Input material
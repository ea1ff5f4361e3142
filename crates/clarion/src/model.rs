//! The owning model handle and its lifecycle.
//!
//! A [`Model`] is `Created` after a successful [`Model::create`] and becomes
//! `Initialized` once [`Model::initialize`] fixes its format. Processing,
//! parameter access, reset, output delay and voice activity queries all fail
//! with [`Error::NotInitialized`] before that. Dropping the model (or calling
//! [`Model::destroy`]) releases it exactly once.
//!
//! Every failing call leaves the model, its parameters and the caller's
//! buffer exactly as they were.

use std::sync::LazyLock;

use clarion_core::{
    AudioBlock, Config, Error, ParamId, ParameterInfo, Processor, Result, read_param, write_param,
};
use clarion_registry::{ModelRegistry, ModelType};

use crate::license::{KeyFormat, LicenseCheck};
use crate::vad::VoiceActivityDetector;

static REGISTRY: LazyLock<ModelRegistry> = LazyLock::new(ModelRegistry::new);

/// Enhancement parameters.
///
/// Speech-to-text variants do not expose [`Parameter::VoiceGain`]; accessing
/// it on those fails with [`Error::UnknownParameter`].
#[derive(Debug, Clone, Copy, PartialEq, Eq, Hash)]
pub enum Parameter {
    /// Latency-compensated passthrough at or above 0.5. Range 0.0–1.0, default 0.0.
    Bypass,
    /// Noise attenuation amount. Range 0.0–1.0, default 1.0.
    EnhancementLevel,
    /// Linear output gain. Range 0.1–4.0, default 1.0.
    VoiceGain,
}

impl Parameter {
    /// All parameters in id order.
    pub const ALL: [Parameter; 3] = [
        Parameter::Bypass,
        Parameter::EnhancementLevel,
        Parameter::VoiceGain,
    ];

    /// Stable numeric id.
    pub const fn id(self) -> u32 {
        self as u32
    }

    /// Looks up a parameter by numeric id.
    pub fn from_id(id: u32) -> Result<Self> {
        Self::ALL
            .into_iter()
            .find(|p| p.id() == id)
            .ok_or(Error::UnknownParameter(id))
    }

    /// Snake-case name used in settings files.
    pub const fn name(self) -> &'static str {
        match self {
            Parameter::Bypass => "bypass",
            Parameter::EnhancementLevel => "enhancement_level",
            Parameter::VoiceGain => "voice_gain",
        }
    }
}

/// Voice activity detector parameters.
#[derive(Debug, Clone, Copy, PartialEq, Eq, Hash)]
pub enum VadParameter {
    /// Seconds speech stays detected after energy drops. Range 0.0–1.0, default 0.05.
    SpeechHoldDuration,
    /// Threshold exponent; energy must exceed `10^-sensitivity`. Range 1.0–15.0, default 6.0.
    Sensitivity,
    /// Seconds of energy required before speech is reported. Range 0.0–1.0, default 0.0.
    MinimumSpeechDuration,
}

impl VadParameter {
    /// All VAD parameters in id order.
    pub const ALL: [VadParameter; 3] = [
        VadParameter::SpeechHoldDuration,
        VadParameter::Sensitivity,
        VadParameter::MinimumSpeechDuration,
    ];

    /// Stable numeric id.
    pub const fn id(self) -> u32 {
        self as u32
    }

    /// Looks up a VAD parameter by numeric id.
    pub fn from_id(id: u32) -> Result<Self> {
        Self::ALL
            .into_iter()
            .find(|p| p.id() == id)
            .ok_or(Error::UnknownParameter(id))
    }
}

#[derive(Debug, Clone, Copy, PartialEq)]
enum State {
    Created,
    Initialized(Config),
}

/// One instance of a speech model.
///
/// Not `Sync`: calls on one model must be serialized by the caller. Distinct
/// models share nothing and may run on different threads.
pub struct Model {
    model_type: ModelType,
    processor: Box<dyn Processor + Send>,
    vad: VoiceActivityDetector,
    state: State,
}

impl core::fmt::Debug for Model {
    fn fmt(&self, f: &mut core::fmt::Formatter<'_>) -> core::fmt::Result {
        f.debug_struct("Model")
            .field("model_type", &self.model_type)
            .field("state", &self.state)
            .finish_non_exhaustive()
    }
}

impl Model {
    /// Creates a model, checking `license_key` with [`KeyFormat`].
    pub fn create(model_type: ModelType, license_key: &str) -> Result<Self> {
        Self::create_with(model_type, license_key, &KeyFormat)
    }

    /// Creates a model using a custom license check.
    pub fn create_with(
        model_type: ModelType,
        license_key: &str,
        check: &dyn LicenseCheck,
    ) -> Result<Self> {
        if let Err(reason) = check.check(license_key) {
            tracing::warn!(model = %model_type, reason, "license rejected");
            return Err(Error::LicenseRejected(reason));
        }

        let model = Self {
            model_type,
            processor: REGISTRY.create(model_type),
            vad: VoiceActivityDetector::new(),
            state: State::Created,
        };
        tracing::info!(model = %model_type, "model created");
        Ok(model)
    }

    /// Fixes the audio format. See [`initialize_config`](Self::initialize_config).
    pub fn initialize(
        &mut self,
        sample_rate: u32,
        num_channels: u16,
        num_frames: usize,
        allow_variable_frames: bool,
    ) -> Result<()> {
        self.initialize_config(
            &Config::new(sample_rate, num_channels, num_frames)
                .with_variable_frames(allow_variable_frames),
        )
    }

    /// Fixes the audio format, flushing all signal state.
    ///
    /// Legal in either state; re-initializing replaces the previous format.
    /// Parameter values survive. On failure the previous configuration (or
    /// the `Created` state) is kept.
    pub fn initialize_config(&mut self, config: &Config) -> Result<()> {
        if let Err(e) = self.processor.limits().validate(config) {
            tracing::warn!(model = %self.model_type, error = %e, "format rejected");
            return Err(e);
        }

        if let Err(e) = self.processor.configure(config) {
            // the processor may be half-configured; force a fresh initialize
            self.state = State::Created;
            tracing::warn!(model = %self.model_type, error = %e, "configure failed");
            return Err(e);
        }
        self.vad.set_sample_rate(config.sample_rate);
        self.state = State::Initialized(*config);

        tracing::info!(
            model = %self.model_type,
            sample_rate = config.sample_rate,
            num_channels = config.num_channels,
            num_frames = config.num_frames,
            variable_frames = config.allow_variable_frames,
            output_delay = self.processor.latency_frames(),
            "model initialized"
        );
        Ok(())
    }

    /// Clears all streaming state. Format and parameters are kept.
    pub fn reset(&mut self) -> Result<()> {
        self.config()?;
        self.processor.reset();
        self.vad.reset();
        tracing::debug!(model = %self.model_type, "model reset");
        Ok(())
    }

    /// Processes channel-interleaved samples in place.
    pub fn process_interleaved(
        &mut self,
        buffer: &mut [f32],
        num_channels: usize,
        num_frames: usize,
    ) -> Result<()> {
        self.check_shape(num_channels, num_frames)?;
        let mut block = AudioBlock::interleaved(buffer, num_channels, num_frames)?;
        self.run(&mut block)
    }

    /// Processes one buffer per channel in place.
    pub fn process_planar(
        &mut self,
        channels: &mut [&mut [f32]],
        num_channels: usize,
        num_frames: usize,
    ) -> Result<()> {
        self.check_shape(num_channels, num_frames)?;
        let mut block = AudioBlock::planar(channels, num_channels, num_frames)?;
        self.run(&mut block)
    }

    /// Processes channel-sequential samples (all of channel 0, then all of
    /// channel 1, ...) in place.
    pub fn process_sequential(
        &mut self,
        buffer: &mut [f32],
        num_channels: usize,
        num_frames: usize,
    ) -> Result<()> {
        self.check_shape(num_channels, num_frames)?;
        let mut block = AudioBlock::sequential(buffer, num_channels, num_frames)?;
        self.run(&mut block)
    }

    /// Sets an enhancement parameter. Takes effect from the next processed
    /// frame, smoothed over a few milliseconds.
    pub fn set_parameter(&mut self, parameter: Parameter, value: f32) -> Result<()> {
        self.config()?;
        write_param(&mut *self.processor, ParamId(parameter.id()), value)
            .inspect_err(|e| tracing::warn!(model = %self.model_type, error = %e, "parameter rejected"))?;
        tracing::debug!(model = %self.model_type, parameter = parameter.name(), value, "parameter set");
        Ok(())
    }

    /// Resolves a parameter this variant exposes by display name or
    /// snake-case name, ignoring ASCII case.
    pub fn find_parameter(&self, name: &str) -> Option<Parameter> {
        let index = self.processor.find_param_by_name(name)?;
        let desc = self.processor.param_info(index)?;
        Parameter::from_id(desc.id.0).ok()
    }

    /// Last value set for `parameter`, or its default.
    pub fn get_parameter(&self, parameter: Parameter) -> Result<f32> {
        self.config()?;
        read_param(&*self.processor, ParamId(parameter.id()))
    }

    /// Sets a voice activity detector parameter.
    pub fn set_vad_parameter(&mut self, parameter: VadParameter, value: f32) -> Result<()> {
        self.config()?;
        write_param(&mut self.vad, ParamId(parameter.id()), value)
            .inspect_err(|e| tracing::warn!(model = %self.model_type, error = %e, "parameter rejected"))?;
        tracing::debug!(model = %self.model_type, ?parameter, value, "vad parameter set");
        Ok(())
    }

    /// Last value set for a VAD parameter, or its default.
    pub fn get_vad_parameter(&self, parameter: VadParameter) -> Result<f32> {
        self.config()?;
        read_param(&self.vad, ParamId(parameter.id()))
    }

    /// Whether the most recent output contained speech.
    pub fn is_speech_detected(&self) -> Result<bool> {
        self.config()?;
        Ok(self.vad.is_speech_detected())
    }

    /// Delay in frames between input and corresponding output.
    pub fn output_delay(&self) -> Result<usize> {
        self.config()?;
        Ok(self.processor.latency_frames())
    }

    /// The variant's native sample rate. Advisory.
    pub fn optimal_sample_rate(&self) -> u32 {
        self.processor.timing().optimal_sample_rate()
    }

    /// Frames in one processing window at the configured rate, or at the
    /// native rate before initialization. Advisory.
    pub fn optimal_num_frames(&self) -> usize {
        let rate = match self.state {
            State::Initialized(config) => config.sample_rate,
            State::Created => self.optimal_sample_rate(),
        };
        self.optimal_num_frames_for(rate)
    }

    /// Frames in one processing window at `sample_rate`.
    pub fn optimal_num_frames_for(&self, sample_rate: u32) -> usize {
        self.processor.timing().optimal_num_frames(sample_rate)
    }

    /// Mono configuration at the native rate and window.
    pub fn optimal_config(&self) -> Config {
        self.processor.timing().optimal_config()
    }

    /// The variant this model was created as.
    pub fn model_type(&self) -> ModelType {
        self.model_type
    }

    /// Returns `true` once [`initialize`](Self::initialize) has succeeded.
    pub fn is_initialized(&self) -> bool {
        matches!(self.state, State::Initialized(_))
    }

    /// The active configuration.
    pub fn config(&self) -> Result<Config> {
        match self.state {
            State::Initialized(config) => Ok(config),
            State::Created => Err(Error::NotInitialized),
        }
    }

    /// Releases the model. Equivalent to dropping it.
    pub fn destroy(self) {}

    fn check_shape(&self, num_channels: usize, num_frames: usize) -> Result<()> {
        let config = self.config()?;
        config.check_channels(num_channels)?;
        config.check_frames(num_frames)
    }

    fn run(&mut self, block: &mut AudioBlock<'_, '_>) -> Result<()> {
        self.processor.process(block)?;
        self.vad.update(block.mean_square(), block.num_frames());
        Ok(())
    }
}

impl Drop for Model {
    fn drop(&mut self) {
        tracing::info!(model = %self.model_type, "model destroyed");
    }
}
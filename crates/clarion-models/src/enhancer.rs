//! Lookahead speech enhancer.
//!
//! Per frame, the mono mix of the incoming (undelayed) block drives a
//! [`LevelDetector`] and a [`NoiseFloor`]. While the envelope sits near the
//! floor the expander gain falls toward [`SpeechEnhancer::FLOOR_GAIN`]; as soon
//! as speech rises above it the gain opens. The audio itself passes through a
//! [`LatencyLine`] sized to the negotiated output delay, so the detector sees
//! onsets before they reach the output.
//!
//! ## Parameters (`ParameterInfo`)
//!
//! | Index | Id | Name | Range | Default |
//! |-------|----|------|-------|---------|
//! | 0 | 0 | Bypass | 0.0–1.0 | 0.0 |
//! | 1 | 1 | Enhancement Level | 0.0–1.0 | 1.0 |
//! | 2 | 2 | Voice Gain | 0.1–4.0 | 1.0 |
//!
//! Voice Gain is only present when [`ModelSpec::voice_gain`] is set.

use clarion_core::{
    AudioBlock, Config, FormatLimits, LatencyLine, ParamDescriptor, ParamId, ParameterInfo,
    Processor, Result, Smoother, Timing, one_pole_coeff,
};

use crate::detector::{LevelDetector, NoiseFloor};

/// Passthrough switch. At or above 0.5 the model outputs its delayed input.
pub const BYPASS: ParamDescriptor =
    ParamDescriptor::switch("Bypass", "Bypass", 0.0).with_id(ParamId(0), "bypass");

/// Amount of noise attenuation, 0 = none, 1 = full.
pub const ENHANCEMENT_LEVEL: ParamDescriptor =
    ParamDescriptor::fraction("Enhancement Level", "Level", 1.0)
        .with_id(ParamId(1), "enhancement_level");

/// Linear gain applied to the enhanced output.
pub const VOICE_GAIN: ParamDescriptor =
    ParamDescriptor::linear_gain("Voice Gain", "Voice", 0.1, 4.0, 1.0)
        .with_id(ParamId(2), "voice_gain");

/// Static description of one model variant's processor.
#[derive(Debug, Clone, Copy, PartialEq)]
pub struct ModelSpec {
    /// Native rate, window and lookahead.
    pub timing: Timing,
    /// Accepted formats.
    pub limits: FormatLimits,
    /// Whether [`VOICE_GAIN`] is exposed.
    pub voice_gain: bool,
}

/// The speech enhancer. See the [module docs](self).
#[derive(Debug, Clone)]
pub struct SpeechEnhancer {
    spec: ModelSpec,
    detector: LevelDetector,
    noise: NoiseFloor,
    line: LatencyLine,

    bypass: f32,
    level: Smoother,
    voice: Smoother,

    gate: f32,
    open_coeff: f32,
    close_coeff: f32,
}

impl SpeechEnhancer {
    /// Gain applied to frames judged to be noise at full enhancement.
    pub const FLOOR_GAIN: f32 = 0.1;
    /// Envelope to floor ratio above which a frame counts as speech.
    pub const OPEN_RATIO: f32 = 4.0;

    const SMOOTHING_MS: f32 = 10.0;
    const OPEN_MS: f32 = 2.0;
    const CLOSE_MS: f32 = 60.0;

    /// Creates an unconfigured enhancer with default parameters.
    pub fn new(spec: ModelSpec) -> Self {
        Self {
            spec,
            detector: LevelDetector::new(1.0, 50.0),
            noise: NoiseFloor::new(500.0),
            line: LatencyLine::new(),
            bypass: BYPASS.default,
            level: Smoother::new(ENHANCEMENT_LEVEL.default),
            voice: Smoother::new(VOICE_GAIN.default),
            gate: 1.0,
            open_coeff: 0.0,
            close_coeff: 0.0,
        }
    }

    /// The spec this enhancer was built from.
    pub fn spec(&self) -> &ModelSpec {
        &self.spec
    }

    /// Current expander gain, 0.1–1.0.
    pub fn gate_gain(&self) -> f32 {
        self.gate
    }

    fn descriptors(&self) -> &'static [ParamDescriptor] {
        static ALL: [ParamDescriptor; 3] = [BYPASS, ENHANCEMENT_LEVEL, VOICE_GAIN];
        if self.spec.voice_gain { &ALL } else { &ALL[..2] }
    }

    #[inline]
    fn step_gate(&mut self, input: f32) -> f32 {
        let envelope = self.detector.process(input);
        let floor = self.noise.process(envelope);
        let (target, coeff) = if envelope > floor * Self::OPEN_RATIO {
            (1.0, self.open_coeff)
        } else {
            (Self::FLOOR_GAIN, self.close_coeff)
        };
        self.gate = target + coeff * (self.gate - target);
        self.gate
    }
}

impl Processor for SpeechEnhancer {
    fn timing(&self) -> Timing {
        self.spec.timing
    }

    fn limits(&self) -> FormatLimits {
        self.spec.limits
    }

    fn configure(&mut self, config: &Config) -> Result<()> {
        let rate = config.sample_rate;
        self.detector.set_sample_rate(rate);
        self.noise.set_sample_rate(rate);
        self.level.configure(rate, Self::SMOOTHING_MS);
        self.voice.configure(rate, Self::SMOOTHING_MS);
        self.open_coeff = one_pole_coeff(Self::OPEN_MS, rate);
        self.close_coeff = one_pole_coeff(Self::CLOSE_MS, rate);
        self.line.configure(
            usize::from(config.num_channels),
            self.spec.timing.output_delay(config),
        );
        self.reset();
        Ok(())
    }

    fn process(&mut self, block: &mut AudioBlock<'_, '_>) -> Result<()> {
        let num_channels = block.num_channels();
        let bypassed = self.bypass >= 0.5;

        for frame in 0..block.num_frames() {
            let gate = self.step_gate(block.frame_mean(frame));
            let level = self.level.advance();
            let voice = self.voice.advance();
            let gain = if bypassed {
                1.0
            } else {
                (1.0 - level * (1.0 - gate)) * voice
            };

            for ch in 0..num_channels {
                let delayed = self.line.exchange(ch, block.sample(ch, frame));
                block.set_sample(ch, frame, delayed * gain);
            }
            self.line.advance();
        }
        Ok(())
    }

    fn reset(&mut self) {
        self.detector.reset();
        self.noise.reset();
        self.line.clear();
        self.level.snap();
        self.voice.snap();
        self.gate = 1.0;
    }

    fn latency_frames(&self) -> usize {
        self.line.delay()
    }
}

impl ParameterInfo for SpeechEnhancer {
    fn param_count(&self) -> usize {
        self.descriptors().len()
    }

    fn param_info(&self, index: usize) -> Option<ParamDescriptor> {
        self.descriptors().get(index).copied()
    }

    fn get_param(&self, index: usize) -> f32 {
        match index {
            0 => self.bypass,
            1 => self.level.target(),
            2 => self.voice.target(),
            _ => 0.0,
        }
    }

    fn set_param(&mut self, index: usize, value: f32) {
        match index {
            0 => self.bypass = value,
            1 => self.level.set_target(value),
            2 => self.voice.set_target(value),
            _ => {}
        }
    }
}

#[cfg(test)]
mod tests {
    use super::*;
    use clarion_core::{Error, read_param, write_param};

    const SPEC: ModelSpec = ModelSpec {
        timing: Timing {
            native_sample_rate: 16_000,
            window_us: 10_000,
            lookahead_us: 2_000,
        },
        limits: FormatLimits::STANDARD,
        voice_gain: true,
    };

    fn run(model: &mut SpeechEnhancer, samples: &mut [f32], channels: usize) {
        let frames = samples.len() / channels;
        let mut block = AudioBlock::interleaved(samples, channels, frames).unwrap();
        model.process(&mut block).unwrap();
    }

    #[test]
    fn latency_tracks_frame_size() {
        let mut m = SpeechEnhancer::new(SPEC);
        m.configure(&Config::new(16_000, 1, 160)).unwrap();
        assert_eq!(m.latency_frames(), 32);
        m.configure(&Config::new(16_000, 1, 100)).unwrap();
        assert_eq!(m.latency_frames(), 32 + 160);
    }

    #[test]
    fn bypass_is_pure_delay() {
        let mut m = SpeechEnhancer::new(SPEC);
        m.configure(&Config::new(16_000, 2, 160)).unwrap();
        write_param(&mut m, ParamId(0), 1.0).unwrap();

        let mut buf = vec![0.0; 320];
        buf[0] = 1.0;
        buf[1] = -0.5;
        run(&mut m, &mut buf, 2);
        assert_eq!(buf[32 * 2], 1.0);
        assert_eq!(buf[32 * 2 + 1], -0.5);
        assert_eq!(buf.iter().filter(|s| **s != 0.0).count(), 2);
    }

    #[test]
    fn stationary_noise_is_attenuated() {
        let mut m = SpeechEnhancer::new(SPEC);
        m.configure(&Config::new(16_000, 1, 160)).unwrap();
        // constant low-level hum; the floor settles onto it
        let mut buf = vec![0.0; 160];
        for _ in 0..400 {
            for (i, s) in buf.iter_mut().enumerate() {
                *s = if i % 2 == 0 { 0.01 } else { -0.01 };
            }
            run(&mut m, &mut buf, 1);
        }
        assert!(m.gate_gain() < 0.2, "gate {}", m.gate_gain());
        let peak = buf.iter().fold(0.0_f32, |a, s| a.max(s.abs()));
        assert!(peak < 0.002, "peak {peak}");
    }

    #[test]
    fn nan_sample_does_not_latch_gate() {
        let mut m = SpeechEnhancer::new(SPEC);
        m.configure(&Config::new(16_000, 1, 160)).unwrap();
        let mut buf = vec![0.0; 160];
        buf[10] = f32::NAN;
        run(&mut m, &mut buf, 1);
        for _ in 0..10 {
            for (i, s) in buf.iter_mut().enumerate() {
                *s = if i % 2 == 0 { 0.5 } else { -0.5 };
            }
            run(&mut m, &mut buf, 1);
        }
        assert!(m.gate_gain() > 0.9, "gate {}", m.gate_gain());
        assert!(buf.iter().all(|s| s.is_finite() && s.abs() > 0.4));
    }

    #[test]
    fn zero_level_disables_attenuation() {
        let mut m = SpeechEnhancer::new(SPEC);
        m.configure(&Config::new(16_000, 1, 160)).unwrap();
        write_param(&mut m, ParamId(1), 0.0).unwrap();
        m.reset();
        let mut buf = vec![0.01; 160];
        for _ in 0..100 {
            buf.fill(0.01);
            run(&mut m, &mut buf, 1);
        }
        assert!(buf.iter().all(|s| (s - 0.01).abs() < 1e-6));
    }

    #[test]
    fn stt_variant_hides_voice_gain() {
        let m = SpeechEnhancer::new(ModelSpec { voice_gain: false, ..SPEC });
        assert_eq!(m.param_count(), 2);
        assert_eq!(read_param(&m, ParamId(2)), Err(Error::UnknownParameter(2)));
    }

    #[test]
    fn configure_keeps_parameters() {
        let mut m = SpeechEnhancer::new(SPEC);
        write_param(&mut m, ParamId(2), 2.0).unwrap();
        m.configure(&Config::new(48_000, 1, 480)).unwrap();
        assert_eq!(read_param(&m, ParamId(2)), Ok(2.0));
    }
}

What you are asked to do
Look in the material above for the line with "Parameter::from_id(desc.id.0).ok()" and the line with "activity detector parameter.", and transcribe exactly those lines and all lines between them, nothing more.

Solution below
        Parameter::from_id(desc.id.0).ok()
    }

    /// Last value set for `parameter`, or its default.
    pub fn get_parameter(&self, parameter: Parameter) -> Result<f32> {
        self.config()?;
        read_param(&*self.processor, ParamId(parameter.id()))
    }

    /// Sets a voice activity detector parameter.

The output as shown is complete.